We have heard in the press that there is a French JV that is going to make a “Canvas” like OTT Service for France.   We have heard that the CE manufacturers are establishing deals with OTT providers to supply content for their Internet Portals…So we have Transmission Fragmentation, we also have Interactive Value Added Services Fragmentation and now we have added complete Content Distribution Fragmentation…I forgot to mention Standards Fragmentation with Analogue, Mpeg2 and Mpeg4, MHEG5 and MHP and HbbTV and, and, and!  How disorganized and completely messed up can an industry get.  In and amongst all of this it has become quite apparent – Finally – to my colleagues in the USA that there is a misunderstanding of the word UNION in Europe.

There were early signs of the impending doom for the TV market when the European Union couldn’t organize  themselves a Single Currency and/or Single Tax regime and,  and,  and…not to mention the LISBON TREATY which was negated and then voted for by Ireland, blocked by others, stonewalled and then circumnavigated.  There will be many, many years before my wallet carries only Euros for my EMEA travels and my TV or Laptop can watch any flavour/nationality of TV in no matter what country I reside or travel to.   The European Commission is a powerless beast that has no vision or control of what the TV Landscape is or should be.   I still feel they need to intervene but if they do, like they have before,  the BIG COMPANIES will lobby them into doing what the DVB has been lobbied into doing – and that is providing a “Toolbox” approach…which means NO Standards – Just a lot of choices to do the same job…i.e. Fragmentation

The Realities of Lobbying – “Med Alle Midler”
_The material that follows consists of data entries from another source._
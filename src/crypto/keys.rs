//! RSA-2048 keypairs, PSS-SHA256 signatures over precomputed digests, and
//! the base64 string codec for public keys.
//!
//! Public keys travel on the wire as the URL-safe base64 encoding of a
//! canonical JSON object `{"N": "<decimal modulus>", "E": <exponent>}`, so
//! encode/decode round-trips byte-for-byte. The URL alphabet is used on both
//! directions.

use base64::engine::general_purpose::URL_SAFE;
use base64::Engine;
use rsa::traits::PublicKeyParts;
use rsa::{BigUint, Pss, RsaPrivateKey, RsaPublicKey};
use serde::{Deserialize, Serialize};
use sha2::Sha256;

use crate::error::NodeError;

const KEY_BITS: usize = 2048;

/// Canonical serialized form of an RSA public key.
#[derive(Debug, Serialize, Deserialize)]
struct PublicKeyFields {
    #[serde(rename = "N")]
    modulus: String,
    #[serde(rename = "E")]
    exponent: u32,
}

/// Generates a fresh RSA-2048 private key.
pub fn generate_keypair() -> Result<RsaPrivateKey, NodeError> {
    let mut rng = rand::thread_rng();
    RsaPrivateKey::new(&mut rng, KEY_BITS)
        .map_err(|e| NodeError::Crypto(format!("could not generate keypair: {}", e)))
}

/// Signs a precomputed SHA-256 digest with RSA-PSS and a per-call random
/// salt. Returns the URL-safe base64 of the signature.
pub fn sign(hash: &[u8], key: &RsaPrivateKey) -> Result<String, NodeError> {
    let mut rng = rand::thread_rng();
    let signature = key
        .sign_with_rng(&mut rng, Pss::new::<Sha256>(), hash)
        .map_err(|e| NodeError::Crypto(format!("could not sign hash: {}", e)))?;
    Ok(URL_SAFE.encode(signature))
}

/// Verifies a base64 PSS signature against a precomputed SHA-256 digest.
pub fn verify(signature_b64: &str, hash: &[u8], key: &RsaPublicKey) -> bool {
    let Ok(signature) = URL_SAFE.decode(signature_b64) else {
        return false;
    };
    key.verify(Pss::new::<Sha256>(), hash, &signature).is_ok()
}

/// Encodes a public key into its canonical string form.
pub fn key_to_string(key: &RsaPublicKey) -> Result<String, NodeError> {
    let fields = PublicKeyFields {
        modulus: key.n().to_string(),
        exponent: key
            .e()
            .to_string()
            .parse()
            .map_err(|_| NodeError::Crypto("public exponent out of range".into()))?,
    };
    let json = serde_json::to_string(&fields)?;
    Ok(URL_SAFE.encode(json))
}

/// Decodes a canonical public key string.
pub fn string_to_key(encoded: &str) -> Result<RsaPublicKey, NodeError> {
    let json = URL_SAFE
        .decode(encoded)
        .map_err(|e| NodeError::Crypto(format!("could not decode public key: {}", e)))?;
    let fields: PublicKeyFields = serde_json::from_slice(&json)?;
    let modulus = BigUint::parse_bytes(fields.modulus.as_bytes(), 10)
        .ok_or_else(|| NodeError::Crypto("malformed public key modulus".into()))?;
    RsaPublicKey::new(modulus, BigUint::from(fields.exponent))
        .map_err(|e| NodeError::Crypto(format!("invalid public key: {}", e)))
}

#[cfg(test)]
mod tests {
    use super::*;
    use crate::crypto::hash::{from_hex, hash_hex};

    #[test]
    fn signature_round_trip() {
        let key = generate_keypair().unwrap();
        let digest = from_hex(&hash_hex("payment of 0.5 coins"));

        let signature = sign(&digest, &key).unwrap();
        assert!(verify(&signature, &digest, &key.to_public_key()));
    }

    #[test]
    fn rejects_tampered_digest() {
        let key = generate_keypair().unwrap();
        let digest = from_hex(&hash_hex("original"));
        let other = from_hex(&hash_hex("tampered"));

        let signature = sign(&digest, &key).unwrap();
        assert!(!verify(&signature, &other, &key.to_public_key()));
    }

    #[test]
    fn rejects_garbage_signature() {
        let key = generate_keypair().unwrap();
        let digest = from_hex(&hash_hex("anything"));

        assert!(!verify("!!!not base64!!!", &digest, &key.to_public_key()));
        assert!(!verify(&URL_SAFE.encode(b"short"), &digest, &key.to_public_key()));
    }

    #[test]
    fn key_string_round_trip() {
        let key = generate_keypair().unwrap().to_public_key();
        let encoded = key_to_string(&key).unwrap();
        let decoded = string_to_key(&encoded).unwrap();

        assert_eq!(key, decoded);
        assert_eq!(key_to_string(&decoded).unwrap(), encoded);
    }

    #[test]
    fn rejects_malformed_key_string() {
        assert!(string_to_key("@@@").is_err());
        assert!(string_to_key(&URL_SAFE.encode(b"{\"N\":\"abc\",\"E\":65537}")).is_err());
    }
}
//! SHA-256 hashing helpers and the leading-zero-byte difficulty metric.

use sha2::{Digest, Sha256};

/// SHA-256 of `input`, hex-encoded.
pub fn hash_hex(input: &str) -> String {
    hex::encode(Sha256::digest(input.as_bytes()))
}

/// Decodes a hex-encoded hash back to bytes. Invalid hex yields an empty
/// buffer, whose leading-zero count of 0 fails every difficulty check.
pub fn from_hex(hash: &str) -> Vec<u8> {
    hex::decode(hash).unwrap_or_default()
}

/// Count of full leading 0x00 bytes. This is the mining difficulty metric:
/// byte-granular, so one unit is a factor of 256 in expected work.
pub fn leading_zero_bytes(hash: &[u8]) -> u8 {
    let mut count = 0u8;
    for byte in hash {
        if *byte != 0 {
            break;
        }
        count += 1;
    }
    count
}
//! Wire protocol: the JSON message envelope, typed payloads, and a
//! streaming frame reader.
//!
//! Messages are JSON objects written back-to-back on the wire with no
//! separators, so the reader parses strictly one value at a time and keeps
//! partial trailing bytes buffered until the rest arrives.

use bytes::BytesMut;
use serde::de::DeserializeOwned;
use serde::{Deserialize, Serialize};
use tokio::io::{AsyncRead, AsyncReadExt};

use crate::chain::{Block, Chainstate};
use crate::error::NodeError;

/// Upper bound on a single buffered frame. A sync reply carrying the
/// maximum block batch stays well under this.
pub const MAX_FRAME_SIZE: usize = 32 * 1024 * 1024;

/// Discriminant carried in the envelope's `Type` field.
#[derive(Debug, Clone, Copy, PartialEq, Eq)]
pub enum MessageType {
    NewBlock = 1,
    NewTx = 2,
    Sync = 3,
    SyncNextBlocks = 4,
    /// Reserved; handled as a no-op.
    Init = 5,
    /// Reserved; handled as a no-op.
    InitBlocks = 6,
    NewRx = 7,
}

impl MessageType {
    pub fn from_u8(value: u8) -> Option<Self> {
        match value {
            1 => Some(MessageType::NewBlock),
            2 => Some(MessageType::NewTx),
            3 => Some(MessageType::Sync),
            4 => Some(MessageType::SyncNextBlocks),
            5 => Some(MessageType::Init),
            6 => Some(MessageType::InitBlocks),
            7 => Some(MessageType::NewRx),
            _ => None,
        }
    }
}

/// The wire envelope. `Content` is the JSON serialization of the inner
/// payload, embedded as a string.
#[derive(Debug, Clone, Serialize, Deserialize)]
pub struct Message {
    #[serde(rename = "Type")]
    pub kind: u8,
    #[serde(rename = "Content")]
    pub content: String,
}

impl Message {
    pub fn new(kind: MessageType, payload: &impl Serialize) -> Result<Self, NodeError> {
        Ok(Message {
            kind: kind as u8,
            content: serde_json::to_string(payload)?,
        })
    }

    pub fn kind(&self) -> Option<MessageType> {
        MessageType::from_u8(self.kind)
    }

    /// Deserializes the inner payload.
    pub fn decode<T: DeserializeOwned>(&self) -> Result<T, NodeError> {
        Ok(serde_json::from_str(&self.content)?)
    }

    /// The envelope bytes as written to the wire.
    pub fn encode(&self) -> Result<String, NodeError> {
        Ok(serde_json::to_string(self)?)
    }
}

/// Payload of [`MessageType::Sync`].
#[derive(Debug, Clone, Serialize, Deserialize)]
pub struct SyncRequest {
    #[serde(rename = "LastBlockHash")]
    pub last_block_hash: String,
}

/// Payload of [`MessageType::SyncNextBlocks`]: the sender's head id and the
/// missing blocks, most recent first.
#[derive(Debug, Clone, Serialize, Deserialize)]
pub struct SyncNextBlocks {
    #[serde(rename = "Head")]
    pub head: u64,
    #[serde(rename = "Blocks")]
    pub blocks: Vec<Block>,
}

/// Payload of the reserved [`MessageType::Init`].
#[derive(Debug, Clone, Serialize, Deserialize)]
pub struct Init {
    #[serde(rename = "SafetyValue")]
    pub safety_value: u8,
}

/// Payload of the reserved [`MessageType::InitBlocks`].
#[derive(Debug, Clone, Serialize, Deserialize)]
pub struct InitBlocks {
    #[serde(rename = "Chainstate")]
    pub chainstate: Chainstate,
    #[serde(rename = "Blocks")]
    pub blocks: Vec<Block>,
}

/// Streaming reader yielding one [`Message`] per complete JSON object.
pub struct FrameReader<R> {
    inner: R,
    buffer: BytesMut,
}

impl<R: AsyncRead + Unpin> FrameReader<R> {
    pub fn new(inner: R) -> Self {
        FrameReader {
            inner,
            buffer: BytesMut::with_capacity(8 * 1024),
        }
    }

    /// The next complete message, `Ok(None)` on end of stream.
    ///
    /// A syntactically broken frame yields a `Serialization` error after
    /// discarding the buffered bytes; the connection stays usable for
    /// whatever the peer sends next. Only I/O errors are terminal.
    pub async fn next_message(&mut self) -> Result<Option<Message>, NodeError> {
        loop {
            if !self.buffer.is_empty() {
                let mut stream =
                    serde_json::Deserializer::from_slice(&self.buffer).into_iter::<Message>();
                match stream.next() {
                    Some(Ok(message)) => {
                        let consumed = stream.byte_offset();
                        let _ = self.buffer.split_to(consumed);
                        return Ok(Some(message));
                    }
                    Some(Err(e)) if e.is_eof() => {
                        // Partial frame, keep reading.
                    }
                    Some(Err(e)) => {
                        self.buffer.clear();
                        return Err(NodeError::Serialization(format!(
                            "malformed frame: {}",
                            e
                        )));
                    }
                    None => {}
                }
            }

            if self.buffer.len() > MAX_FRAME_SIZE {
                self.buffer.clear();
                return Err(NodeError::Serialization("frame exceeds size limit".into()));
            }

            let read = self.inner.read_buf(&mut self.buffer).await?;
            if read == 0 {
                if !self.buffer.is_empty() {
                    log::debug!("connection closed mid-frame, {} bytes dropped", self.buffer.len());
                }
                return Ok(None);
            }
        }
    }
}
TargetLobbying is a dirty game of politics, argument and counter argument where opponents try to gain a foothold or mindshare in order to obtain a decision in your favour.  Lobbying is about influencing and is often done is a hard-direct and matter of fact manner.  This takes place in the hallowed halls of Brussels, in Washington and other political centres worldwide where certain people are paid handsome amounts of money to lobby on behalf of one cause or another.   You have to know that lobbying also takes place in the Home, School and in the Business world at Trade Consortium and Trade Bodies worldwide.  I am a lobbyist in Digitla Television for my Company and the DVB Consortium because I have signed an MoU that says I will support and engender the take-up of DVB Specifications…which I do;  but sometimes people, if they have never been exposed to the dark evil art, will not understand the lobbying intent; will misunderstand you and the way you present your arguments.  Lobbying is nothing personal and is not an attack on an individual but it can be felt as such depending on how much your adversary believes in the cause thay are paid to support.  I have recently had such an experience had an adversary call me “unprofessional and rude in my argumentation”…I make no apologies and consider that this was perhaps a success if the adversary was so hurt.   There has never been a middleware business that has been gentle compassionate and understanding of the opposition –  it is cut-throat and I have hardened over the 10 years of getting kicked for supporting something I believe in so I am fighting back: med alle midler.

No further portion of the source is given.